• _WHAT THE TASK ASKS_
Please look for the string "field" below and report every line in which it occurs.

• _DATASET_
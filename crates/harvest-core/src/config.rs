//! Configuration management for Harvest.
//!
//! Provides TOML-based configuration with XDG-compliant paths and
//! environment variable overrides.

use crate::error::{ConfigError, ConfigResult};
use crate::retry::RetryPolicy;
use directories::ProjectDirs;
use serde::{Deserialize, Serialize};
use std::fs;
use std::path::{Path, PathBuf};
use std::time::Duration;

/// Main application configuration.
///
/// This is loaded from `~/.config/harvest/config.toml` (or platform equivalent).
/// If the file doesn't exist, default values are used.
#[derive(Debug, Clone, Default, Serialize, Deserialize)]
#[serde(default)]
pub struct AppConfig {
    /// Browser launch settings
    pub browser: BrowserConfig,
    /// Customer portal location and wait thresholds
    pub portal: PortalConfig,
    /// Retry policy for filter setup and per-row extraction
    pub retry: RetryConfig,
    /// Where extracted records are written
    pub output: OutputConfig,
}

impl AppConfig {
    /// Load configuration from disk, falling back to defaults if not found.
    ///
    /// # Errors
    /// Returns error if:
    /// - Config directory cannot be determined
    /// - File exists but cannot be read
    /// - File contents are not valid TOML
    pub fn load() -> ConfigResult<Self> {
        let config_path = Self::config_path()?;
        Self::load_from(&config_path)
    }

    /// Load configuration from an explicit path, falling back to defaults if
    /// the file does not exist.
    pub fn load_from(config_path: &Path) -> ConfigResult<Self> {
        if config_path.exists() {
            tracing::debug!("Loading config from {}", config_path.display());
            let contents = fs::read_to_string(config_path)?;
            let config: Self = toml::from_str(&contents)?;
            config.validate()?;
            Ok(config)
        } else {
            tracing::debug!("Config file not found, using defaults");
            Ok(Self::default())
        }
    }

    /// Load configuration with environment variable overrides.
    ///
    /// Supports the following environment variables:
    /// - `HARVEST_HEADLESS`: Override browser headless mode (true/false)
    /// - `HARVEST_CHROME_PATH`: Override the Chromium executable
    /// - `HARVEST_PORTAL_URL`: Override the customer portal URL
    /// - `HARVEST_OUTPUT_DIR`: Override the output directory
    /// - `HARVEST_RETRY_ATTEMPTS`: Override the maximum retry attempts
    pub fn load_with_env() -> ConfigResult<Self> {
        let mut config = Self::load()?;
        config.apply_env_overrides();
        Ok(config)
    }

    /// Apply `HARVEST_*` environment overrides on top of the current values.
    pub fn apply_env_overrides(&mut self) {
        if let Ok(val) = std::env::var("HARVEST_HEADLESS") {
            if let Ok(headless) = val.parse() {
                self.browser.headless = headless;
                tracing::debug!("Override browser.headless from env: {}", headless);
            }
        }

        if let Ok(val) = std::env::var("HARVEST_CHROME_PATH") {
            tracing::debug!("Override browser.chrome_path from env: {}", val);
            self.browser.chrome_path = Some(PathBuf::from(val));
        }

        if let Ok(val) = std::env::var("HARVEST_PORTAL_URL") {
            tracing::debug!("Override portal.url from env: {}", val);
            self.portal.url = val;
        }

        if let Ok(val) = std::env::var("HARVEST_OUTPUT_DIR") {
            tracing::debug!("Override output.directory from env: {}", val);
            self.output.directory = PathBuf::from(val);
        }

        if let Ok(val) = std::env::var("HARVEST_RETRY_ATTEMPTS") {
            if let Ok(attempts) = val.parse() {
                self.retry.max_attempts = attempts;
                tracing::debug!("Override retry.max_attempts from env: {}", attempts);
            }
        }
    }

    /// Check values that would make a run meaningless.
    pub fn validate(&self) -> ConfigResult<()> {
        if self.retry.max_attempts == 0 {
            return Err(ConfigError::InvalidValue {
                field: "retry.max_attempts".to_string(),
                reason: "must be at least 1".to_string(),
            });
        }

        if let Some(factor) = self.retry.increment_factor {
            if !(factor.is_finite() && factor >= 1.0) {
                return Err(ConfigError::InvalidValue {
                    field: "retry.increment_factor".to_string(),
                    reason: format!("must be a finite number >= 1.0, got {factor}"),
                });
            }
        }

        if self.portal.poll_interval_ms == 0 {
            return Err(ConfigError::InvalidValue {
                field: "portal.poll_interval_ms".to_string(),
                reason: "must be greater than zero".to_string(),
            });
        }

        if self.portal.url.trim().is_empty() {
            return Err(ConfigError::InvalidValue {
                field: "portal.url".to_string(),
                reason: "must not be empty".to_string(),
            });
        }

        Ok(())
    }

    /// Save configuration to disk.
    ///
    /// Creates the config directory if it doesn't exist.
    pub fn save(&self) -> ConfigResult<()> {
        let config_path = Self::config_path()?;
        self.save_to(&config_path)
    }

    /// Save configuration to an explicit path.
    pub fn save_to(&self, config_path: &Path) -> ConfigResult<()> {
        let config_dir = config_path
            .parent()
            .ok_or_else(|| ConfigError::InvalidValue {
                field: "config_path".to_string(),
                reason: "no parent directory".to_string(),
            })?;

        fs::create_dir_all(config_dir)?;
        tracing::debug!("Saving config to {}", config_path.display());

        let contents = toml::to_string_pretty(self)?;
        fs::write(config_path, contents)?;
        Ok(())
    }

    /// Get the path to the configuration file.
    ///
    /// Uses XDG base directories: `~/.config/harvest/config.toml`
    pub fn config_path() -> ConfigResult<PathBuf> {
        let dirs = ProjectDirs::from("com", "harvest", "harvest").ok_or(ConfigError::NoConfigDir)?;
        Ok(dirs.config_dir().join("config.toml"))
    }
}

/// Browser launch settings.
#[derive(Debug, Clone, Serialize, Deserialize)]
#[serde(default)]
pub struct BrowserConfig {
    /// Run browser in headless mode
    pub headless: bool,
    /// Browser window width
    pub window_width: u32,
    /// Browser window height
    pub window_height: u32,
    /// Explicit Chromium executable; auto-detected when unset
    pub chrome_path: Option<PathBuf>,
    /// Disable the Chromium sandbox (needed inside most containers)
    pub no_sandbox: bool,
}

impl Default for BrowserConfig {
    fn default() -> Self {
        Self {
            headless: false,
            window_width: 1920,
            window_height: 1080,
            chrome_path: None,
            no_sandbox: true,
        }
    }
}

/// Customer portal settings.
#[derive(Debug, Clone, Serialize, Deserialize)]
#[serde(default)]
pub struct PortalConfig {
    /// Customer orders page
    pub url: String,
    /// Default wait for slots bound on the page model, in seconds
    pub page_timeout_secs: u64,
    /// Wait for per-row and per-cell handles, in seconds
    pub cell_timeout_secs: u64,
    /// Interval between element polls, in milliseconds
    pub poll_interval_ms: u64,
    /// Order-type dropdown text that selects the open-order layout
    pub open_order_label: String,
    /// Order-type dropdown text that selects the closed-order layout
    pub closed_order_label: String,
}

impl PortalConfig {
    /// Default wait for bound page slots.
    #[must_use]
    pub fn page_timeout(&self) -> Duration {
        Duration::from_secs(self.page_timeout_secs)
    }

    /// Wait for specialized row/cell handles.
    #[must_use]
    pub fn cell_timeout(&self) -> Duration {
        Duration::from_secs(self.cell_timeout_secs)
    }

    /// Interval between element polls.
    #[must_use]
    pub fn poll_interval(&self) -> Duration {
        Duration::from_millis(self.poll_interval_ms)
    }
}

impl Default for PortalConfig {
    fn default() -> Self {
        Self {
            url: "https://customerportal.supermicro.com/SO/CustOrders.aspx".to_string(),
            page_timeout_secs: 120,
            cell_timeout_secs: 10,
            poll_interval_ms: 500,
            open_order_label: "Open Order".to_string(),
            closed_order_label: "Closed Order".to_string(),
        }
    }
}

/// Retry settings shared by filter setup and per-row extraction.
#[derive(Debug, Clone, Serialize, Deserialize)]
#[serde(default)]
pub struct RetryConfig {
    /// Total attempts including the first
    pub max_attempts: u32,
    /// Wait before the first retry, in seconds
    pub interval_secs: u64,
    /// Multiply the wait by this factor on each further retry
    pub increment_factor: Option<f64>,
    /// Upper bound on the wait, in seconds
    pub max_interval_secs: Option<u64>,
}

impl RetryConfig {
    /// Build the retry policy these settings describe.
    #[must_use]
    pub fn policy(&self) -> RetryPolicy {
        let interval = Duration::from_secs(self.interval_secs);
        match self.increment_factor {
            Some(factor) => RetryPolicy::incremental(
                self.max_attempts,
                interval,
                factor,
                self.max_interval_secs.map(Duration::from_secs),
            ),
            None => RetryPolicy::fixed(self.max_attempts, interval),
        }
    }
}

impl Default for RetryConfig {
    fn default() -> Self {
        Self {
            max_attempts: 3,
            interval_secs: 15,
            increment_factor: None,
            max_interval_secs: None,
        }
    }
}

/// Output settings.
#[derive(Debug, Clone, Serialize, Deserialize)]
#[serde(default)]
pub struct OutputConfig {
    /// Directory receiving the record files and the run log
    pub directory: PathBuf,
}

impl Default for OutputConfig {
    fn default() -> Self {
        Self {
            directory: PathBuf::from("output"),
        }
    }
}

#[cfg(test)]
mod tests {
    use super::*;
    use tempfile::TempDir;

    #[test]
    fn test_default_config() {
        let config = AppConfig::default();
        assert_eq!(config.portal.page_timeout_secs, 120);
        assert_eq!(config.portal.cell_timeout_secs, 10);
        assert_eq!(config.portal.open_order_label, "Open Order");
        assert_eq!(config.retry.max_attempts, 3);
        assert_eq!(config.retry.interval_secs, 15);
        assert!(config.browser.no_sandbox);
        assert!(config.validate().is_ok());
    }

    #[test]
    fn test_config_serialization() {
        let config = AppConfig::default();
        let toml_str = toml::to_string_pretty(&config).expect("serialize default config");
        assert!(toml_str.contains("[browser]"));
        assert!(toml_str.contains("[portal]"));
        assert!(toml_str.contains("[retry]"));

        let parsed: AppConfig = toml::from_str(&toml_str).expect("parse serialized config");
        assert_eq!(parsed.portal.url, config.portal.url);
    }

    #[test]
    fn test_config_save_load() {
        let tmp = TempDir::new().expect("create temp dir");
        let config_path = tmp.path().join("nested").join("config.toml");

        let mut config = AppConfig::default();
        config.browser.headless = true;
        config.retry.max_attempts = 5;
        config.save_to(&config_path).expect("save config");

        let loaded = AppConfig::load_from(&config_path).expect("load config");
        assert!(loaded.browser.headless);
        assert_eq!(loaded.retry.max_attempts, 5);
    }

    #[test]
    fn test_load_missing_file_uses_defaults() {
        let tmp = TempDir::new().expect("create temp dir");
        let loaded = AppConfig::load_from(&tmp.path().join("absent.toml")).expect("load defaults");
        assert_eq!(loaded.retry.max_attempts, 3);
    }

    #[test]
    fn test_env_overrides() {
        std::env::set_var("HARVEST_PORTAL_URL", "http://localhost:8080/orders");
        std::env::set_var("HARVEST_RETRY_ATTEMPTS", "7");
        std::env::set_var("HARVEST_HEADLESS", "not-a-bool");

        let mut config = AppConfig::default();
        config.apply_env_overrides();
        assert_eq!(config.portal.url, "http://localhost:8080/orders");
        assert_eq!(config.retry.max_attempts, 7);
        // Unparseable values leave the default in place
        assert!(!config.browser.headless);

        std::env::remove_var("HARVEST_PORTAL_URL");
        std::env::remove_var("HARVEST_RETRY_ATTEMPTS");
        std::env::remove_var("HARVEST_HEADLESS");
    }

    #[test]
    fn test_partial_config() {
        let toml_str = r#"
[portal]
closed_order_label = "Closed Orders"

[retry]
increment_factor = 2.0
max_interval_secs = 60
"#;

        let config: AppConfig = toml::from_str(toml_str).expect("parse partial config");
        assert_eq!(config.portal.closed_order_label, "Closed Orders");
        assert_eq!(config.portal.page_timeout_secs, 120);
        assert_eq!(config.retry.max_attempts, 3);

        let policy = config.retry.policy();
        assert_eq!(policy.max_attempts(), 3);
        assert_eq!(policy.delays().take(4).collect::<Vec<_>>(), vec![
            Duration::from_secs(15),
            Duration::from_secs(30),
            Duration::from_secs(60),
            Duration::from_secs(60),
        ]);
    }

    #[test]
    fn test_validate_rejects_zero_attempts() {
        let mut config = AppConfig::default();
        config.retry.max_attempts = 0;
        let err = config.validate().expect_err("zero attempts rejected");
        assert!(err.to_string().contains("retry.max_attempts"));
    }

    #[test]
    fn test_validate_rejects_shrinking_factor() {
        let mut config = AppConfig::default();
        config.retry.increment_factor = Some(0.5);
        assert!(config.validate().is_err());
    }
}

• _FINISHED EXERCISE_
                field: "retry.max_attempts".to_string(),
                    field: "retry.increment_factor".to_string(),
                field: "portal.poll_interval_ms".to_string(),
                field: "portal.url".to_string(),
                field: "config_path".to_string(),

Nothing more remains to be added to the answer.